BEGIN

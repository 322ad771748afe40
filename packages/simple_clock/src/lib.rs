#![cfg_attr(coverage_nightly, feature(coverage_attribute))]

//! Stopwatch utilities for measuring and reporting elapsed time within a process.
//!
//! The core functionality includes:
//! - [`Stopwatch`] - Measures time since it was started and since the last non-silent query
//! - [`TimeMarker`] - An immutable point in time, created by [`mark()`] or [`mark_named()`]
//! - [`Since`] - Measures time since markers, returning a fresh marker on every emission
//! - [`LogSink`] - Destination for measurements emitted at a severity level
//!
//! Durations are plain `f64` seconds. Emitted text has the form `"{label}: {value}s"`, with
//! the value rendered to a configurable [`Precision`] (2 fractional digits by default).
//!
//! # Simple usage
//!
//! ```
//! use simple_clock::Stopwatch;
//!
//! let mut stopwatch = Stopwatch::started();
//!
//! // Do some work...
//!
//! // Prints "elapsed since start: 0.00s" (or a little more).
//! let seconds = stopwatch.since_start().print();
//! assert!(seconds >= 0.0);
//! ```
//!
//! # Timing loop iterations
//!
//! Updating queries move the "last call" reference of the stopwatch to the moment of the
//! query, so each iteration of a loop can be measured separately, while silent queries leave
//! the stopwatch as it is:
//!
//! ```
//! use simple_clock::{Precision, Stopwatch};
//!
//! let mut stopwatch = Stopwatch::builder().precision(Precision::new(3)).start();
//!
//! for _ in 0..3 {
//!     // Do some work...
//!     let iteration = stopwatch.elapsed_since_last_call();
//!     let total = stopwatch.peek_since_start();
//!     assert!(iteration <= total);
//! }
//! ```
//!
//! Note that every updating query moves the last call reference, including updating queries
//! since start.
//!
//! # Logging
//!
//! Measurements can be sent to a [`LogSink`] instead of standard output. [`TracingSink`]
//! forwards them to `tracing`:
//!
//! ```
//! use simple_clock::{Stopwatch, TracingSink};
//!
//! let mut stopwatch = Stopwatch::builder().sink(TracingSink).start();
//!
//! // Do some work...
//!
//! stopwatch.since_start().label("work").info().unwrap();
//! ```
//!
//! Leveled emission on a stopwatch without a sink fails with [`Error::UnconfiguredSink`].
//!
//! # Threading
//!
//! A [`Stopwatch`] is `Send` and `Sync` but its updating queries take `&mut self`, so sharing
//! one between threads requires external synchronization such as a `Mutex`.

mod builder;
mod error;
mod format;
mod marker;
mod pal;
mod reader;
mod since;
mod sink;
mod stopwatch;

pub use builder::*;
pub use error::Error;
pub(crate) use error::Result;
pub use format::*;
pub use marker::*;
pub use reader::*;
pub use since::*;
pub use sink::*;
pub use stopwatch::{SilentReaders, Stopwatch};
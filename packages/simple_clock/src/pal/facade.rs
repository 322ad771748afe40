//! Platform facade for switching between real, custom and fake implementations.

use crate::pal::abstractions::Platform;
use crate::pal::custom::CustomPlatform;
#[cfg(test)]
use crate::pal::fake::FakePlatform;
use crate::pal::real::RealPlatform;

/// Facade that allows switching between platform implementations.
///
/// This enum provides a unified interface to the real monotonic clock, a clock source
/// provided by the caller, or a fake clock (for testing).
#[derive(Clone, Debug)]
pub(crate) enum PlatformFacade {
    /// Real platform implementation using the monotonic clock.
    Real(RealPlatform),

    /// Clock source supplied by the caller.
    Custom(CustomPlatform),

    /// Fake platform implementation for testing.
    #[cfg(test)]
    Fake(FakePlatform),
}

impl PlatformFacade {
    /// Creates a new platform facade using the real implementation.
    pub(crate) fn real() -> Self {
        Self::Real(RealPlatform)
    }

    /// Creates a new platform facade that reads from the given clock source.
    pub(crate) fn custom<F>(source: F) -> Self
    where
        F: Fn() -> f64 + Send + Sync + 'static,
    {
        Self::Custom(CustomPlatform::new(source))
    }

    /// Creates a new platform facade using the fake implementation.
    #[cfg(test)]
    pub(crate) fn fake(fake_platform: FakePlatform) -> Self {
        Self::Fake(fake_platform)
    }
}

impl Default for PlatformFacade {
    fn default() -> Self {
        Self::real()
    }
}

impl Platform for PlatformFacade {
    fn now(&self) -> f64 {
        match self {
            Self::Real(platform) => platform.now(),
            Self::Custom(platform) => platform.now(),
            #[cfg(test)]
            Self::Fake(platform) => platform.now(),
        }
    }
}
//! Rendering of durations as text.

use std::fmt;
use std::str::FromStr;
use std::sync::Arc;

use crate::{Error, Result};

/// Number of digits after the decimal point when rendering a duration in seconds.
///
/// The default precision is 2, which renders 2.824 seconds as `2.82s`.
///
/// A precision can be created infallibly from a `u16` via [`Precision::new()`] or converted
/// from loosely typed input (strings, signed integers, floats), in which case any value that
/// is not an integer between 0 and [`Precision::MAX`] is rejected with
/// [`Error::InvalidArgument`].
///
/// # Examples
///
/// ```
/// use simple_clock::Precision;
///
/// let precision: Precision = "3".parse().unwrap();
/// assert_eq!(precision.digits(), 3);
///
/// assert!(Precision::try_from("abc").is_err());
/// assert!(Precision::try_from(-1_i64).is_err());
/// assert!(Precision::try_from("70000").is_err());
/// ```
#[derive(Clone, Copy, Debug, Eq, Hash, Ord, PartialEq, PartialOrd)]
pub struct Precision(u16);

impl Precision {
    /// The precision used when none is configured.
    pub const DEFAULT: Self = Self(2);

    /// The largest precision that can be rendered.
    pub const MAX: Self = Self(u16::MAX);

    /// Creates a precision with the given number of fractional digits.
    #[must_use]
    pub const fn new(digits: u16) -> Self {
        Self(digits)
    }

    /// The number of fractional digits.
    #[must_use]
    pub fn digits(self) -> usize {
        usize::from(self.0)
    }

    fn checked(digits: i64, invalid_value: impl ToString) -> Result<Self> {
        if digits < 0 {
            return Err(Error::invalid_argument(
                invalid_value,
                "precision must not be negative",
            ));
        }

        u16::try_from(digits).map(Self).map_err(|_ignored| {
            Error::invalid_argument(
                invalid_value,
                format!("precision must be at most {}", u16::MAX),
            )
        })
    }
}

impl Default for Precision {
    fn default() -> Self {
        Self::DEFAULT
    }
}

impl FromStr for Precision {
    type Err = Error;

    fn from_str(s: &str) -> Result<Self> {
        let digits = s.trim().parse::<i64>().map_err(|e| {
            Error::invalid_argument(s, format!("precision must be a non-negative integer ({e})"))
        })?;

        Self::checked(digits, s)
    }
}

impl TryFrom<&str> for Precision {
    type Error = Error;

    fn try_from(value: &str) -> Result<Self> {
        value.parse()
    }
}

impl TryFrom<String> for Precision {
    type Error = Error;

    fn try_from(value: String) -> Result<Self> {
        value.parse()
    }
}

impl TryFrom<i64> for Precision {
    type Error = Error;

    fn try_from(value: i64) -> Result<Self> {
        Self::checked(value, value)
    }
}

impl TryFrom<f64> for Precision {
    type Error = Error;

    fn try_from(value: f64) -> Result<Self> {
        if !value.is_finite() || value.fract() != 0.0 {
            return Err(Error::invalid_argument(value, "precision must be a whole number"));
        }

        if value < 0.0 {
            return Err(Error::invalid_argument(value, "precision must not be negative"));
        }

        if value > f64::from(u16::MAX) {
            return Err(Error::invalid_argument(
                value,
                format!("precision must be at most {}", u16::MAX),
            ));
        }

        #[expect(
            clippy::cast_possible_truncation,
            clippy::cast_sign_loss,
            reason = "checked to be a whole number within the u16 range above"
        )]
        let digits = value as u16;

        Ok(Self(digits))
    }
}

/// How the numeric part of a duration is rendered.
///
/// The `s` unit suffix is appended in all cases, so `2.824` seconds rendered with
/// `Fixed(Precision::new(2))` becomes `2.82s`.
#[derive(Clone)]
#[non_exhaustive]
pub enum TimeFormat {
    /// Fixed-point notation with the given number of fractional digits.
    Fixed(Precision),

    /// A caller-supplied function that renders the number of seconds.
    ///
    /// The output is used verbatim, without any validation.
    Custom(Arc<dyn Fn(f64) -> String + Send + Sync>),
}

impl TimeFormat {
    /// Creates a format that renders the number of seconds via the given function.
    ///
    /// # Examples
    ///
    /// ```
    /// use simple_clock::TimeFormat;
    ///
    /// let format = TimeFormat::custom(|seconds| format!("{seconds:08.3}"));
    /// assert_eq!(format.render(1.5), "0001.500s");
    /// ```
    #[must_use]
    pub fn custom<F>(render: F) -> Self
    where
        F: Fn(f64) -> String + Send + Sync + 'static,
    {
        Self::Custom(Arc::new(render))
    }

    /// Renders a number of seconds, including the `s` suffix.
    #[must_use]
    pub fn render(&self, seconds: f64) -> String {
        match self {
            Self::Fixed(precision) => format!("{seconds:.prec$}s", prec = precision.digits()),
            Self::Custom(render) => format!("{}s", render(seconds)),
        }
    }
}

impl Default for TimeFormat {
    fn default() -> Self {
        Self::Fixed(Precision::DEFAULT)
    }
}

impl From<Precision> for TimeFormat {
    fn from(precision: Precision) -> Self {
        Self::Fixed(precision)
    }
}

impl fmt::Debug for TimeFormat {
    fn fmt(&self, f: &mut fmt::Formatter<'_>) -> fmt::Result {
        match self {
            Self::Fixed(precision) => f.debug_tuple("Fixed").field(precision).finish(),
            Self::Custom(_) => f.debug_tuple("Custom").finish_non_exhaustive(),
        }
    }
}

/// Renders a labeled measurement line, without line terminator: `"{label}: {value}s"`.
///
/// # Examples
///
/// ```
/// use simple_clock::{Precision, TimeFormat, format_line};
///
/// let format = TimeFormat::from(Precision::new(2));
/// assert_eq!(format_line("X", 2.824, &format), "X: 2.82s");
/// ```
#[must_use]
pub fn format_line(label: &str, seconds: f64, format: &TimeFormat) -> String {
    format!("{label}: {}", format.render(seconds))
}
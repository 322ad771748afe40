//! Measurement against markers, chaining each emission into the next measurement.

use std::borrow::Cow;
use std::io::{self, Write};
use std::sync::Arc;

use crate::pal::{Platform, PlatformFacade};
use crate::{
    DEFAULT_MARKER_LABEL, Error, Level, LogSink, Precision, Result, TimeFormat, TimeMarker,
    format_line,
};

/// Measures the time elapsed since [`TimeMarker`]s, without any stopwatch state.
///
/// Each emission of a measurement returns a fresh marker for the moment of emission, so
/// consecutive steps of a process can be timed by feeding the returned marker into the next
/// measurement.
///
/// # Examples
///
/// ```
/// use simple_clock::{Since, mark_named};
///
/// let since = Since::new();
///
/// let marker = mark_named("download");
/// // Download something...
/// let (_, marker) = since.measure(&marker).print();
/// // Parse it...
/// let (seconds, _) = since.measure(&marker).label("parse").print();
/// assert!(seconds >= 0.0);
/// ```
#[derive(Clone, Debug, Default)]
pub struct Since {
    format: TimeFormat,
    platform: PlatformFacade,
    sink: Option<Arc<dyn LogSink>>,
}

impl Since {
    /// Creates a measurer that uses the process-wide monotonic clock, the default precision
    /// and no log sink.
    #[must_use]
    pub fn new() -> Self {
        Self::default()
    }

    /// Sets the precision (number of fractional digits) of rendered durations.
    #[must_use]
    pub fn with_precision(self, precision: Precision) -> Self {
        self.with_format(TimeFormat::Fixed(precision))
    }

    /// Sets the precision from a value that must be a non-negative integer.
    ///
    /// # Errors
    ///
    /// Returns [`Error::InvalidArgument`] if the value cannot be converted to a precision.
    pub fn try_with_precision<P>(self, precision: P) -> Result<Self>
    where
        P: TryInto<Precision, Error = Error>,
    {
        Ok(self.with_precision(precision.try_into()?))
    }

    /// Sets the format of rendered durations.
    #[must_use]
    pub fn with_format(mut self, format: TimeFormat) -> Self {
        self.format = format;
        self
    }

    /// Sets the log sink used by leveled emission.
    #[must_use]
    pub fn with_sink(self, sink: impl LogSink + 'static) -> Self {
        self.with_shared_sink(Arc::new(sink))
    }

    /// Sets a log sink that may also be used elsewhere.
    #[must_use]
    pub fn with_shared_sink(mut self, sink: Arc<dyn LogSink>) -> Self {
        self.sink = Some(sink);
        self
    }

    /// Reads timestamps from the given function instead of the process-wide monotonic clock.
    ///
    /// Markers passed to this measurer must come from the same clock source, for example
    /// via [`Since::mark()`] or [`Since::mark_named()`].
    #[must_use]
    pub fn with_time_source<F>(mut self, source: F) -> Self
    where
        F: Fn() -> f64 + Send + Sync + 'static,
    {
        self.platform = PlatformFacade::custom(source);
        self
    }

    #[cfg(test)]
    pub(crate) fn with_platform(mut self, platform: PlatformFacade) -> Self {
        self.platform = platform;
        self
    }

    /// Captures the current reading of the clock source of this measurer as a marker labeled
    /// [`DEFAULT_MARKER_LABEL`].
    #[must_use]
    pub fn mark(&self) -> TimeMarker {
        self.mark_named(DEFAULT_MARKER_LABEL)
    }

    /// Captures the current reading of the clock source of this measurer as a labeled marker.
    #[must_use]
    pub fn mark_named(&self, label: impl Into<Cow<'static, str>>) -> TimeMarker {
        TimeMarker::capture(&self.platform, label.into())
    }

    /// Returns the seconds elapsed since the marker.
    #[must_use]
    pub fn elapsed(&self, marker: &TimeMarker) -> f64 {
        self.platform.now() - marker.value()
    }

    /// Reads the clock and returns the measurement since the marker, ready to be emitted.
    ///
    /// The label of the marker is the default label of the emitted text.
    pub fn measure<'a>(&'a self, marker: &'a TimeMarker) -> Lap<'a> {
        Lap {
            since: self,
            seconds: self.elapsed(marker),
            label: Cow::Borrowed(marker.label()),
            format: None,
        }
    }
}

/// A measurement taken by [`Since::measure()`].
///
/// The duration is fixed when the lap is created. Every emission method returns it together
/// with a fresh [`TimeMarker`] (labeled [`DEFAULT_MARKER_LABEL`]) captured right after the
/// emission.
#[derive(Debug)]
#[must_use = "a lap does nothing unless its duration is read or emitted"]
pub struct Lap<'a> {
    since: &'a Since,
    seconds: f64,
    label: Cow<'a, str>,
    format: Option<TimeFormat>,
}

impl<'a> Lap<'a> {
    /// Overrides the label of emitted text.
    pub fn label(mut self, label: impl Into<Cow<'a, str>>) -> Self {
        self.label = label.into();
        self
    }

    /// Overrides the precision of emitted text.
    pub fn precision(self, precision: Precision) -> Self {
        self.format(TimeFormat::Fixed(precision))
    }

    /// Overrides the format of emitted text.
    pub fn format(mut self, format: TimeFormat) -> Self {
        self.format = Some(format);
        self
    }

    /// The measured seconds.
    #[must_use]
    pub fn seconds(&self) -> f64 {
        self.seconds
    }

    /// The text that emission produces, without line terminator.
    #[must_use]
    pub fn line(&self) -> String {
        let format = self.format.as_ref().unwrap_or(&self.since.format);
        format_line(&self.label, self.seconds, format)
    }

    /// Prints the measurement to standard output.
    #[cfg_attr(test, mutants::skip)] // Too difficult to test stdout output reliably - manually tested.
    pub fn print(self) -> (f64, TimeMarker) {
        println!("{}", self.line());
        (self.seconds, self.since.mark())
    }

    /// Writes the measurement and a line terminator to `writer`.
    ///
    /// # Errors
    ///
    /// Returns any error from writing to `writer`.
    pub fn write_to(self, writer: &mut impl Write) -> io::Result<(f64, TimeMarker)> {
        writeln!(writer, "{}", self.line())?;
        Ok((self.seconds, self.since.mark()))
    }

    /// Sends the measurement to the log sink at the given level.
    ///
    /// # Errors
    ///
    /// Returns [`Error::UnconfiguredSink`] if the measurer has no log sink.
    pub fn log(self, level: Level) -> Result<(f64, TimeMarker)> {
        let sink = self
            .since
            .sink
            .as_deref()
            .ok_or(Error::UnconfiguredSink { level })?;

        level.emit(sink, &self.line());
        Ok((self.seconds, self.since.mark()))
    }

    /// Sends the measurement to the log sink at debug level.
    ///
    /// # Errors
    ///
    /// See [`log()`][Self::log].
    pub fn debug(self) -> Result<(f64, TimeMarker)> {
        self.log(Level::Debug)
    }

    /// Sends the measurement to the log sink at info level.
    ///
    /// # Errors
    ///
    /// See [`log()`][Self::log].
    pub fn info(self) -> Result<(f64, TimeMarker)> {
        self.log(Level::Info)
    }

    /// Sends the measurement to the log sink at warning level.
    ///
    /// # Errors
    ///
    /// See [`log()`][Self::log].
    pub fn warning(self) -> Result<(f64, TimeMarker)> {
        self.log(Level::Warning)
    }

    /// Sends the measurement to the log sink at error level.
    ///
    /// # Errors
    ///
    /// See [`log()`][Self::log].
    pub fn error(self) -> Result<(f64, TimeMarker)> {
        self.log(Level::Error)
    }
}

END

> [EXERCISE DESCRIPTION]
Among the records above, find the lines that contain "FakePlatform" and copy every one.

> [YOUR RESPONSE]
use crate::pal::fake::FakePlatform;
    Fake(FakePlatform),
    pub(crate) fn fake(fake_platform: FakePlatform) -> Self {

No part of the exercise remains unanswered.